Collect all lines from the listing that include the string "StatusCode".
# # # # #
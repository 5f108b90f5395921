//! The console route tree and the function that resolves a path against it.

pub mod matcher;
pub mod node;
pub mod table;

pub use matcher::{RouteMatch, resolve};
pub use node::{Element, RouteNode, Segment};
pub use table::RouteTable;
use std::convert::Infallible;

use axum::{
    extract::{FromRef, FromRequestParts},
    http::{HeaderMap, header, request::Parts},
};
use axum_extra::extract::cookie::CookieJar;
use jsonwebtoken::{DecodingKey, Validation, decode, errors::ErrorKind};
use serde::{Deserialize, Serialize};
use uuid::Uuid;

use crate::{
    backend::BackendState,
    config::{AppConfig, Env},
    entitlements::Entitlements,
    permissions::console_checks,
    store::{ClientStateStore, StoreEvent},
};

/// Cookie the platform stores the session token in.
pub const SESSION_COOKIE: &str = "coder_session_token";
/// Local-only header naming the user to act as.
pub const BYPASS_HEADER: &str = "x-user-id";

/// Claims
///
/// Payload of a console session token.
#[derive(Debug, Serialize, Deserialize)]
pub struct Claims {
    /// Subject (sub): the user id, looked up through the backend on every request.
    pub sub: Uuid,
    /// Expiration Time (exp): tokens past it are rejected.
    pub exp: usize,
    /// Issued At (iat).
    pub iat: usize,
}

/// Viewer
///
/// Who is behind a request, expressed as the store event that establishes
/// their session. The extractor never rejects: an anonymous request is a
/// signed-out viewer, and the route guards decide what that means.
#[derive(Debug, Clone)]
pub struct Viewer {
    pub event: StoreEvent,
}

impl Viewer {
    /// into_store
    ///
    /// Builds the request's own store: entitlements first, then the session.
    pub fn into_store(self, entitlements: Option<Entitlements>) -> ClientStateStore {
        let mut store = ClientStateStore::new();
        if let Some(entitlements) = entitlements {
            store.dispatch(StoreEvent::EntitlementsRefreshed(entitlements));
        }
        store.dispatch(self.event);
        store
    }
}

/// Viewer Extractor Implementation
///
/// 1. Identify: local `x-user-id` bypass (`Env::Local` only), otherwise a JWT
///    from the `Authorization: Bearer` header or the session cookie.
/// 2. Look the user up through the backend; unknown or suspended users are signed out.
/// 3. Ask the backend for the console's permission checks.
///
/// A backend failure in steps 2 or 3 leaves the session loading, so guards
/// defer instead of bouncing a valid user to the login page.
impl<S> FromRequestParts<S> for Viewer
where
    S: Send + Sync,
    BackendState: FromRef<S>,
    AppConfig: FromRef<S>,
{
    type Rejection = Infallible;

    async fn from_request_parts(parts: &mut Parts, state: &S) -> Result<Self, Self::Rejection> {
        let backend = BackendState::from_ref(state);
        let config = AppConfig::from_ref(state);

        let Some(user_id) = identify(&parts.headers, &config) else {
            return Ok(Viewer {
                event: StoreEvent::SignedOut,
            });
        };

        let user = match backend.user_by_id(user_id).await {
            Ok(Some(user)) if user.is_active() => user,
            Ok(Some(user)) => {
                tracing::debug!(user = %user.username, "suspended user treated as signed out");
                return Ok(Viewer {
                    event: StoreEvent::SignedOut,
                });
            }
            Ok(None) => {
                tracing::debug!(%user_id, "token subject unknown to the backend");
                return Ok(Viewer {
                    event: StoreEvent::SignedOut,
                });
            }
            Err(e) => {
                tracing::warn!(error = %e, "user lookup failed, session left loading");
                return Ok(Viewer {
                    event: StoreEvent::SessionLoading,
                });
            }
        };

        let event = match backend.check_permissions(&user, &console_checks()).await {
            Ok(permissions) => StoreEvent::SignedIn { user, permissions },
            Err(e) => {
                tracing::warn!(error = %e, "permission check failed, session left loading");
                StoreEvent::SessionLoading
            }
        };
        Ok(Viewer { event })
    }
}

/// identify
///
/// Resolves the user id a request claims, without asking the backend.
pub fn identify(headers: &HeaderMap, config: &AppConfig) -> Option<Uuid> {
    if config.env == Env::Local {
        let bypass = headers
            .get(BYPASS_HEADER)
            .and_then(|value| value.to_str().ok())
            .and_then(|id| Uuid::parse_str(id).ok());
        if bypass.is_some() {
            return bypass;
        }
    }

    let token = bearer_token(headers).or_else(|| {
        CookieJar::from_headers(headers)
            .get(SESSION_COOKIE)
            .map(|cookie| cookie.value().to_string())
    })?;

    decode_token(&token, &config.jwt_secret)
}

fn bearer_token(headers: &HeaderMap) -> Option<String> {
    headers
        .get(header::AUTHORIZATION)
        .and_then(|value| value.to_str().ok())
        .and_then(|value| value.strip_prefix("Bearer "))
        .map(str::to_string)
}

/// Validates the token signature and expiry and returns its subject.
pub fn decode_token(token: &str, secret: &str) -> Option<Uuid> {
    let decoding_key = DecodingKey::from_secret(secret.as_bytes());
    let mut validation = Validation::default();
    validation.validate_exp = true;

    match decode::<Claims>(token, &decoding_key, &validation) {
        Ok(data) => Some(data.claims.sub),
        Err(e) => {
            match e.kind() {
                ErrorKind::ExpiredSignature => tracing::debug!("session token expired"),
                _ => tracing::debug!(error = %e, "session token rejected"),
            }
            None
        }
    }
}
# # # # #
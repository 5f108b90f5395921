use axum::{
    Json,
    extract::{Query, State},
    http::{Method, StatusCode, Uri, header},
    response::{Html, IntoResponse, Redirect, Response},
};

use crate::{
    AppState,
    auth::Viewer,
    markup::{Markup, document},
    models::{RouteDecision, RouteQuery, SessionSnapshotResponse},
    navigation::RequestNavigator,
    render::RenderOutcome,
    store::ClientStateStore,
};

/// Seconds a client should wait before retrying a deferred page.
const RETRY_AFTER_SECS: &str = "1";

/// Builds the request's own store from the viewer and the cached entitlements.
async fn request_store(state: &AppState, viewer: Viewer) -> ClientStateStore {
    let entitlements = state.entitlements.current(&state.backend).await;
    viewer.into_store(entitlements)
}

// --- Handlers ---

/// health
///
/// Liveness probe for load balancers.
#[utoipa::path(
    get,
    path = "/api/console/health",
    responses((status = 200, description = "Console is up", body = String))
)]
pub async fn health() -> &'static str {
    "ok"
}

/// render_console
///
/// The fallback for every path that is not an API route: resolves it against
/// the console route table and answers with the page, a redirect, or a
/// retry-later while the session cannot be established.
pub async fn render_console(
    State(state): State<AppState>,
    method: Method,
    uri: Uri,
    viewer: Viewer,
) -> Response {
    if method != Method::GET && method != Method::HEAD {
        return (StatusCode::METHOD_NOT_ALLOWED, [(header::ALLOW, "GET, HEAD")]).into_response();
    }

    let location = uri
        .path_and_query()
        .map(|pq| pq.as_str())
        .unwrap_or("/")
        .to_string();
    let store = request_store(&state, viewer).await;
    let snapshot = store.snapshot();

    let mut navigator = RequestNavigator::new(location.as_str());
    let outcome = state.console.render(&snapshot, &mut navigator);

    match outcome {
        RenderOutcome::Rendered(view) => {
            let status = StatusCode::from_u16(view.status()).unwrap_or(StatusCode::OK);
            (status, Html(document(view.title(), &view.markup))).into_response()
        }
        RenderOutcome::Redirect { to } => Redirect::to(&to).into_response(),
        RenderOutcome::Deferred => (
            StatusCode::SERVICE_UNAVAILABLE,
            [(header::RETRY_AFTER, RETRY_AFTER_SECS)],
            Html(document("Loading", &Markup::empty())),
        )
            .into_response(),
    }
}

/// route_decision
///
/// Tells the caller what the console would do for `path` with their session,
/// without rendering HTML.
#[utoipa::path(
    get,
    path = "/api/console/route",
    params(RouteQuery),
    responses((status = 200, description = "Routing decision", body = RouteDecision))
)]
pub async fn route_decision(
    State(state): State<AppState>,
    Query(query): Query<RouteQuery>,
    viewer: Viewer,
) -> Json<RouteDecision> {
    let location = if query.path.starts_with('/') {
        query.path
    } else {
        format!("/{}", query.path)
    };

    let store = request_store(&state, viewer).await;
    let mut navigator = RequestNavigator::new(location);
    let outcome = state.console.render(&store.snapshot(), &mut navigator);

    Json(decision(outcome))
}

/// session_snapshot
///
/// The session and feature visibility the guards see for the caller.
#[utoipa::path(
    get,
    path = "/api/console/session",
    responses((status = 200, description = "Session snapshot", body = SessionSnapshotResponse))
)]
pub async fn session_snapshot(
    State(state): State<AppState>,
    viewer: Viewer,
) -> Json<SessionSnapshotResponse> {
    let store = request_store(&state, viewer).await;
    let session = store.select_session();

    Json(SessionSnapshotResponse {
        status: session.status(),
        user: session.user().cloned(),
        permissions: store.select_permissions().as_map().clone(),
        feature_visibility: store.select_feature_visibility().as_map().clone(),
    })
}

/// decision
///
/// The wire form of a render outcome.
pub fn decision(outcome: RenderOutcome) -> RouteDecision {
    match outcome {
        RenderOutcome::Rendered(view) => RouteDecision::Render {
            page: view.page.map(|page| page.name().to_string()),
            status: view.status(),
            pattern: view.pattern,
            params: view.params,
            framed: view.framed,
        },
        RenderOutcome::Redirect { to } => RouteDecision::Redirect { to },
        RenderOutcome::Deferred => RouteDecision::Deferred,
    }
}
# # # # #
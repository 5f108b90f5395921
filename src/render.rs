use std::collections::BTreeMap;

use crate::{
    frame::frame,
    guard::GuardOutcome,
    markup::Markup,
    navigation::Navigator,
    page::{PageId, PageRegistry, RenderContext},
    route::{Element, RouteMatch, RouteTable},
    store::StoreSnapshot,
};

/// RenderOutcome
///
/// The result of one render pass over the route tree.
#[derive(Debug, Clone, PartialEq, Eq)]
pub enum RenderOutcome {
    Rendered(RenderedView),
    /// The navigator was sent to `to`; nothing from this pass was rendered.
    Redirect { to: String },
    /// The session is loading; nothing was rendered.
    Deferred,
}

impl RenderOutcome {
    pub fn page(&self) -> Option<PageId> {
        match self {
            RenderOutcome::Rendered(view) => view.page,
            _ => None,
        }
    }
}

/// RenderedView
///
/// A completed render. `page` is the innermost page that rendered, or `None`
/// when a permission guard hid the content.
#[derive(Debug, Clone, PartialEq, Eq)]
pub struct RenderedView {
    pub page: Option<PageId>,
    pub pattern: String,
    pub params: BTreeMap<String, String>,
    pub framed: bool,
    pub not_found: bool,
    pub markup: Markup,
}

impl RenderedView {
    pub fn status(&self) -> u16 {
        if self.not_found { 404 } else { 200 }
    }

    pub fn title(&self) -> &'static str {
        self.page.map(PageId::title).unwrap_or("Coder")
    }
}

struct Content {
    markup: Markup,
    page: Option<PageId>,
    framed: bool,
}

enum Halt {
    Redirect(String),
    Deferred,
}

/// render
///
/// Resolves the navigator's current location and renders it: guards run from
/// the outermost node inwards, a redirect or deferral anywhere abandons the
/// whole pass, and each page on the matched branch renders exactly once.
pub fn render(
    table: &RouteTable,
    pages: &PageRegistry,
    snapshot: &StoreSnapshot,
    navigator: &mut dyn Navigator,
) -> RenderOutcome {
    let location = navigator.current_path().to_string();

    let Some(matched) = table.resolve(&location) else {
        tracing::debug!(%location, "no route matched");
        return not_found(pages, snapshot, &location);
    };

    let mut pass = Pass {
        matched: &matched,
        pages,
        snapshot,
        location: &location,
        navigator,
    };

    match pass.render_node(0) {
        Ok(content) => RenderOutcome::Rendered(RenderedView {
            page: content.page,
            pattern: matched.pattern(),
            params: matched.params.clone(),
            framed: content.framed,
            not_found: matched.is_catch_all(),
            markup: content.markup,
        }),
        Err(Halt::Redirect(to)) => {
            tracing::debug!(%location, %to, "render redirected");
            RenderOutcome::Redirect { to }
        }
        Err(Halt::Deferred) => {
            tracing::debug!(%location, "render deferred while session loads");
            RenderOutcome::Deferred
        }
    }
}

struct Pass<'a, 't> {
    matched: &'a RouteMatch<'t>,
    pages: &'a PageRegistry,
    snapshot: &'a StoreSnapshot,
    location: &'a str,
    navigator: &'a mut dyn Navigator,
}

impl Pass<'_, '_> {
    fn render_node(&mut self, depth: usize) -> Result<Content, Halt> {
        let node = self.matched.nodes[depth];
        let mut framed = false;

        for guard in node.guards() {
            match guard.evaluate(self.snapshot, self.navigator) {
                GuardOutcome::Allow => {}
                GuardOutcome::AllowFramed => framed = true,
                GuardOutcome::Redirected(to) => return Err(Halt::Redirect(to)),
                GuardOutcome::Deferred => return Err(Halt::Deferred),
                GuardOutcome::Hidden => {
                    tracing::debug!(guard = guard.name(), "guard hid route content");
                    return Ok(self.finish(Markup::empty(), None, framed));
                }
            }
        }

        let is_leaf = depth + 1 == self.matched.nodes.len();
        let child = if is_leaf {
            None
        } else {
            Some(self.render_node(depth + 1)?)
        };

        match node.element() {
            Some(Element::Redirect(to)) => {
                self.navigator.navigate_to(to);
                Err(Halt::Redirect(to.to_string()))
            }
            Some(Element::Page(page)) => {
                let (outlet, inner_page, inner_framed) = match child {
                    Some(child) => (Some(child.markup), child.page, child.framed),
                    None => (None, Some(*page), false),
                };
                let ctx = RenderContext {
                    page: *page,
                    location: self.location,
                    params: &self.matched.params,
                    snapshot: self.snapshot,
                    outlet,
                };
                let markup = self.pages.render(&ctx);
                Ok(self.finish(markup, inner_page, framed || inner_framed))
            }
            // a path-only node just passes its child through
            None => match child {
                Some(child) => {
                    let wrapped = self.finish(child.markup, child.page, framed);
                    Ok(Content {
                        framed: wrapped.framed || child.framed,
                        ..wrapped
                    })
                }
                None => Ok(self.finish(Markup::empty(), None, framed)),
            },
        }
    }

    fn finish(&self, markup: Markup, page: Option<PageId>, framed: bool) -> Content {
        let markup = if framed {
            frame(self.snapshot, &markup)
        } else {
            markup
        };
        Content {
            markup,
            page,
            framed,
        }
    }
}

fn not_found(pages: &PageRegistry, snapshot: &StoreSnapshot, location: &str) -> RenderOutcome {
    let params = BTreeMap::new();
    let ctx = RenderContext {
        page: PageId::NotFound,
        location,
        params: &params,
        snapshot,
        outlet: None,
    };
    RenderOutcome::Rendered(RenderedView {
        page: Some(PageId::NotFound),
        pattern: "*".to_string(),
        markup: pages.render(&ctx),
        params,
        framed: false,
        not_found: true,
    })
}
# # # # #
Exercise output>
    http::{Method, StatusCode, Uri, header},
        return (StatusCode::METHOD_NOT_ALLOWED, [(header::ALLOW, "GET, HEAD")]).into_response();
            let status = StatusCode::from_u16(view.status()).unwrap_or(StatusCode::OK);
            StatusCode::SERVICE_UNAVAILABLE,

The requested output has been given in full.